Given the popularity of the tomato, a body might think America would be the largest tomato producer. Not so, it’s China. America’s second. In America, Florida grows the most fresh tomatoes, while California processes the most tomatoes used in soups, sauces, salsas, salads, ketchup and multitudes of similar commodities.

Tomatoes are not just garden-variety, either. In fact, there are a whopping 10,000 varieties of the vegetables, uh, fruits, uh, berries. And they come in red, pink, purple, black, yellow and even white. So there’s something for everybody.

Tomatoes are spacey. That’s right,  according to NASA.gov, 600,000 tomato seeds traveled to the International Space Station and back. As part of the “Tomatosphere Project,” students in Canadian classrooms are using the seeds to grow plants and compare them with plants from seeds that didn’t get to go to space.

Here’s one for the books: The Guinness Book of World Records says between May 2005 and April 2006, a tomato “tree” grown in the Walt Disney World Resort greenhouse produced over 32,000 tomatoes in the first 16 months after it was planted. That scored the record for the most tomatoes in a single year. And here’s another: The heaviest tomato on record was produced in 2013 in Oklahoma. Weight — 7 pounds and 12 ounces. Put that in perspective by considering that the average tomato weighs a mere 4 ounces. Finally, Guinness says the world’s tallest tomato plant was 65 feet, grown in 2000 in Lancashire, United Kingdom.

All right, I promise this is the last one. There’s this little place called Buñol, which is a province of Valencia, Spain.
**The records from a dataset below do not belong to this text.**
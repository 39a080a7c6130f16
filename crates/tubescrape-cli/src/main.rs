//! tubescrape command-line front end
//!
//! Scrapes the homepage feed, or the search results for `--query=<text>`,
//! and prints the listings grouped by section. Any failure is logged and
//! ends the run with status -1.

mod cli;

use cli::Args;
use tubescrape_core::{TubeScraper, display_limit, fatal, init_logger, print_report};

const FATAL_EXIT_CODE: i32 = -1;

#[tokio::main(flavor = "current_thread")]
async fn main() {
    let args = Args::parse();

    let log_config = args.log_config();
    init_logger(log_config);
    if log_config.debug_enabled() {
        log::debug!(target: "main", "debug output enabled");
    }
    if log_config.verbose {
        log::debug!(target: "main", "verbose output enabled");
    }
    log::trace!(target: "main", "args={:?}", args);

    let scraper = TubeScraper::new().unwrap_or_else(|e| fatal("main", e, FATAL_EXIT_CODE));

    let results = match args.query.as_deref() {
        Some(query) => scraper
            .scrape_query(query)
            .await
            .unwrap_or_else(|e| fatal("scrape_query_results", e, FATAL_EXIT_CODE)),
        None => scraper
            .scrape_homepage()
            .await
            .unwrap_or_else(|e| fatal("scrape_homepage", e, FATAL_EXIT_CODE)),
    };

    if let Err(e) = print_report(&results, display_limit(log_config.verbose)) {
        fatal("show_results", e, FATAL_EXIT_CODE);
    }
}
Each year on the last Wednesday of August between 11 a.m. and 1 p.m., as many as 50,000 visitors from everywhere on Earth gather in Buñol for the “La Tomatina” food fight festival. On average, those nuts unleash 243,000 pounds of tomatoes at everything that moves and everything that doesn’t move. Hey, whatever rings your bell.  PS

Michael Smith lives in Talamore, Southern Pines, with his wife, Judee. They moved here in 2017 and wish they had moved here years earlier.